Upheaval reigned in the United States in 1968 as opposition to the U.S. involvement in the Vietnam War grew and the U.S.S. Pueblo was seized for spying by North Korea, who held its captain and crew hostage. Martin Luther King led peaceful civil rights demonstrations, Robert F. Kennedy challenged incumbent President Lyndon B. Johnson for the Democratic Party’s presidential nomination, and many students became activists, hoping to make the world better. I was among them.
My personal hope arrived with an acquaintance I met in an English class and with the young man I’d been dating for more than a year. She became a lifelong friend, and he asked me to marry him. I said “yes.” We picked up my engagement ring on April 4, 1968. While driving home from the jeweler, we heard a news report that Martin Luther King had been assassinated in Memphis. What had been one of the happiest days of my life grew bittersweet, knowing that our country had lost a leader who brought hope and courage to so many.
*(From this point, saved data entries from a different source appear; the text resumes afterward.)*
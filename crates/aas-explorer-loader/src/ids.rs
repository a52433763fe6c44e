//! Session-scoped shell id allocation.

use std::sync::atomic::{AtomicU64, Ordering};

/// Monotonic allocator for the session-local `id` field of loaded shells.
///
/// Ids are unique within one running session and restart at zero with a fresh
/// allocator; they are not stable across reloads and must not be persisted.
/// Constructed explicitly by the session context and shared with the loader,
/// so tests can inject their own.
#[derive(Debug, Default)]
pub struct ShellIdAllocator {
    next: AtomicU64,
}

impl ShellIdAllocator {
    pub fn new() -> Self {
        Self::default()
    }

    pub fn next_id(&self) -> u64 {
        self.next.fetch_add(1, Ordering::Relaxed)
    }
}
Two months later Robert F. Kennedy was assassinated in Los Angeles after winning the California Democratic presidential primary. My tears flowed, and I almost gave up hope. But I persevered and thought of the words of poet Emily Dickinson, “Hope is a thing with feathers that perches in the soul, and sings the tune without the words, and never stops at all.” These words have become my mantra for life.